Monde : l'Iran est de retour !

2016 marque le retour d’un géant du Moyen-Orient dans la mondialisation : l’Iran.  Le pays a vu ses sanctions économiques, et par extension, diplomatiques et politiques être levées après de longues négociations sur son programme nucléaire.
 

 Hassan Rohani (à droite), en pleine interview (Wikimedia Commons)
 

L’Iran, un pays isolé pendant de nombreuses années
 

La nation perse n’était pas totalement isolée du monde mais elle devait faire avec de nombreuses sanctions économiques l’empêchant d’échanger avec le monde, ou bien encore de recevoir des investissements. Le pays était totalement coupé du circuit mondial actuel.

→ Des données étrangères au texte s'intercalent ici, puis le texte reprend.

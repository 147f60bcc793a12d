//! Rule-based conversational assistant for a yarn manufacturer's storefront.
//!
//! The pipeline is classic text matching, no trained models: lexical
//! normalization, entity extraction, intent classification, similarity
//! scoring against a static knowledge base, and context-aware response
//! composition. [`engine::Engine::answer_query`] is the single entry point.

pub mod compose;
pub mod context;
pub mod engine;
pub mod entities;
pub mod intent;
pub mod kb;
pub mod score;
pub mod text;

pub use compose::{RandomSource, SeededRandom, ThreadRandom};
pub use context::{ConversationContext, Preferences};
pub use engine::{Answer, Engine, IdentityTranslator, ProductCatalog, Translate};
pub use intent::{Intent, IntentResult};
pub use kb::KnowledgeBase;
pub use score::ScoreParams;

Par exemple, 32 milliards de dollars étaient bloqués dans des banques depuis plus de 10 ans, sans que l’Iran ne puisse s’en servir. Le pays a également eu du mal à exporter son pétrole ou à importer des matières premières manquantes. La principale raison de son isolement par l’ONU était la recherche nucléaire. Le pays, selon le gouvernement iranien, voulait utiliser la technologie nucléaire à des fins purement économiques et énergétiques, comme c’est le cas dans de nombreux pays comme la Corée du Sud, qui possèdent des centrales mais pas la bombe.  Néanmoins, beaucoup de pays, dont Israël est le chef de file, suivie par les Etats Unis et beaucoup de membres de l’Union Européenne, suspectaient l’Iran de s’être approprié la bombe nucléaire à des fins militaires. Il suffit de jeter un coup d’œil à la situation géopolitique de la région, déjà compliquée avant le printemps arabe, pour voir que les deux pays sont des ennemis jurés, aussi bien Israël que l’Iran ayant fait le serment de détruire l’autre.
 

Après des années de tensions, de sanctions et de réunion tantôt en Suisse tantôt en Autriche, l’Iran et les Nations Unies se sont finalement mis d’accord sur le programme nucléaire. Celui-ci pourra être continué, mais très étroitement surveillé et diminué. Si les Etats-Unis, la Grande Bretagne ou l’Allemagne se sont félicités de l’entrée en vigueur du traité, celui-ci n’est pas au goût de tous les pays, particulièrement Israël, de nombreux pays arabes et, étonnamment, de la Russie, allié important de l’Iran.